I just replaced the 4 prong coolant sensor in my car and took some resistance reading before I installed it and documented them so I have them in my Bentley Manual. If you want to check yours, here are the readings and position of the terminals:
1. Look at the four prongs of the sensor and have the 2 alignment tabs for the connector at the bottom of the switch.
2. The two terminals on the left side read 1196 ohms
3. The two terminals on the right side read 2220 ohms.
THE AMBIENT TEMPERATURE WAS 74F. This is important as values will change with temperature. Bentleys give you a chart for temperature correction, but does NOT specify the difference between the two terminals. BTW, the removed (old) switch was not too far off from these same values.
Hope this helps some. I got the new switch from NAPA for about $12 but it didn't make my problem of the car NOT idling when cold.
Good luck
Thumper


----------



## djshyc (Mar 21, 2007)

*Re: How does the coolant temp sensor affect the way my car would run??? (atoson)*


_Quote, originally posted by *atoson* »_What scan tool are you using?

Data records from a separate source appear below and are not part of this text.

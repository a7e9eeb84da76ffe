/// Walks a toolkit folder (`<root>/<category>/<tool>/...`) and writes the
/// Inno Setup sections the installer build includes: one component, one
/// recursive file copy and a pair of shortcuts per launcher for every tool.
/// Bundled `.7z` archives are unpacked in place on the way.
use anyhow::Result;
use clap::{Parser, Subcommand};
use log::LevelFilter;
use std::path::PathBuf;
use toolkit_sections::builders::writer::{DEFAULT_EXTENSION, DEFAULT_OUTPUT_DIR};
use toolkit_sections::core::config::DEFAULT_RULES_FILE;
use toolkit_sections::utils::{self, GenerateOptions};

#[derive(Parser)]
#[command(name = "toolkit-sections")]
#[command(about = "Generate installer sections from a toolkit folder tree")]
struct Cli {
    /// Print debug traces
    #[arg(short, long, global = true)]
    verbose: bool,

    #[command(subcommand)]
    command: Commands,
}

#[derive(Subcommand)]
enum Commands {
    /// Generate one section file per category
    Generate {
        /// Path to the toolkit folder
        #[arg(short, long)]
        folder: PathBuf,
        /// Directory receiving the section files
        #[arg(short, long, default_value = DEFAULT_OUTPUT_DIR)]
        output: PathBuf,
        /// Rule tables file (defaults to the built-in tables)
        #[arg(short, long)]
        rules: Option<PathBuf>,
        /// Extension of the section files
        #[arg(long, default_value = DEFAULT_EXTENSION)]
        extension: String,
    },
    /// Write the built-in rule tables to a file for editing
    InitRules {
        #[arg(short, long, default_value = DEFAULT_RULES_FILE)]
        output: PathBuf,
    },
    /// Check a rule tables file for mistakes
    ValidateRules {
        #[arg(short, long)]
        rules: PathBuf,
    },
    /// Export rule tables as toml, json or yaml
    ExportRules {
        #[arg(short, long)]
        rules: Option<PathBuf>,
        #[arg(short, long)]
        output: PathBuf,
        #[arg(long, default_value = "toml")]
        format: String,
    },
}

fn main() -> Result<()> {
    let cli = Cli::parse();

    let mut logger =
        env_logger::Builder::from_env(env_logger::Env::default().default_filter_or("warn"));
    if cli.verbose {
        logger.filter_level(LevelFilter::Debug);
    }
    logger.init();

    match cli.command {
        Commands::Generate {
            folder,
            output,
            rules,
            extension,
        } => utils::generate_sections(GenerateOptions {
            folder,
            output,
            rules,
            extension,
        }),
        Commands::InitRules { output } => utils::initialize_rules(&output),
        Commands::ValidateRules { rules } => utils::validate_rules(&rules),
        Commands::ExportRules {
            rules,
            output,
            format,
        } => utils::export_rules(rules, &output, &format),
    }
}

An OBD 2 Code reader from autozone.


----------



## 97VWJett (May 17, 2003)

*Re: How does the coolant temp sensor affect the way my car would run??? (djshyc)*


_Quote, originally posted by *djshyc* »_
An OBD 2 Code reader from autozone.

That is the problem...you need a VAG-COM


----------



## atoson (Dec 29, 2002)

*Re: How does the coolant temp sensor affect the way my car would run??? (97VWJett)*


_Quote, originally posted by *97VWJett* »_
That is the problem...you need a VAG-COM


----------